Il cuore pieno di passione per l’Independiente di Juan Calvente non batte più. Una vita è stata drammaticamente spezzata, un padre non farà più ritorno a casa dai suoi due bimbi. Si è consumata così brutalmente la guerriglia sull’Autopista Buenos Aires-La Plata avvenuta sabato scorso. Scontri tra tifosi rivali, faide interne? No, questa volta si tratta di codarda vendetta. Juan è stato assassinato mentre andava ad assistere l’amichevole precampionato della sua squadra del cuore contro il San Lorenzo.

Due storie che all’improvviso si scontrano frontalmente. Da una parte un gruppo di manifestanti che occupano l’autostrada in segno di protesta dopo il blackout che affligge da alcuni giorni il barrio Rancho Viejo de Wilde, e dall’altra, la carovana di tifosi del Rojo bloccata sull’autostrada che invece segue in trasferta la squadra.

Gli eventi precipitano molto velocemente. I tifosi scendono dai pullman e riescono a farsi strada sfondando il blocco, ma la rappresaglia dei manifestanti si dimostrerà letale. Dai bordi della carreggiata il picchetto si riorganizza e fa partire una scarica di armi da fuoco che investe gli autobus. Juan viene colpito subito al petto e si accascia a terra in una pozza di sangue. Per il 35enne non ci sarà più niente da fare, muore a causa del proiettile che gli recide l’Aorta. E’ già tardi anche per l’ambulanza che a sirene spiegate lo porta nell’ospedale più vicino, a Bernal.

Juan Calvente.
Un post di Juan Calvente

I pullman dei tifosi scappano via, ma la vendetta dei manifestanti non si fermerà e continuerà la loro azione distruttrice, prendendo di mira e danneggiando le strutture sociali del Club nella sede distaccata di Wilde. Alla fine il bilancio sarà di un morto e trenta feriti, per una giornata di follia totale. Il Club Independiente piange il suo tifoso attraverso il post pubblicato negli account social, non senza denunciare l’assenza totale di forze di polizia al seguito dei tifosi e chiedendo dimissioni per tutto l’apparato di sicurezza.

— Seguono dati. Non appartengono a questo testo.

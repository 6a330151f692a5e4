//! Client connection status and its transition table.

use std::fmt;

use relay_core::InvalidTransition;

/// Connection status of a [`ConnectionManager`](crate::ConnectionManager).
#[derive(Clone, Copy, Debug, Default, PartialEq, Eq, Hash)]
pub enum ConnectionStatus {
    /// Idle; no transport and no pending reconnect.
    #[default]
    Disconnected,
    /// A transport open is in flight.
    Connecting,
    /// Transport open; sends go straight out.
    Connected,
    /// Waiting out the backoff delay before the next attempt.
    Reconnecting,
    /// Gave up: attempts exhausted or the handshake was rejected.
    Error,
}

impl ConnectionStatus {
    /// Lowercase label.
    pub fn as_str(self) -> &'static str {
        match self {
            Self::Disconnected => "disconnected",
            Self::Connecting => "connecting",
            Self::Connected => "connected",
            Self::Reconnecting => "reconnecting",
            Self::Error => "error",
        }
    }

    /// Whether the table has an edge from `self` to `next`.
    pub fn can_transition(self, next: Self) -> bool {
        use ConnectionStatus::{Connected, Connecting, Disconnected, Error, Reconnecting};
        matches!(
            (self, next),
            (Disconnected, Connecting)
                | (Connecting, Connected | Reconnecting | Error | Disconnected)
                | (Connected, Reconnecting | Disconnected | Error)
                | (Reconnecting, Connecting | Disconnected | Error)
                | (Error, Connecting | Disconnected)
        )
    }

    /// Move to `next`, rejecting edges the table does not have.
    pub fn transition(self, next: Self) -> Result<Self, InvalidTransition> {
        if self.can_transition(next) {
            Ok(next)
        } else {
            Err(InvalidTransition {
                from: self.as_str(),
                to: next.as_str(),
            })
        }
    }

    /// `connecting` or `connected`: a manual `connect()` is a no-op.
    pub fn is_active(self) -> bool {
        matches!(self, Self::Connecting | Self::Connected)
    }
}

impl fmt::Display for ConnectionStatus {
    fn fmt(&self, f: &mut fmt::Formatter<'_>) -> fmt::Result {
        f.write_str(self.as_str())
    }
}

Si piange oggi un ragazzo che non c’è più, assassinato per la sola colpa di seguire la sua squadra del cuore. Non era un Barrabrava, non era un violento. Era un padre che insegnava la canzoni del Rojo ai suoi due piccoli. Troppo forse, per quest’Argentina povera e violenta, che non risparmia neanche gli innocenti.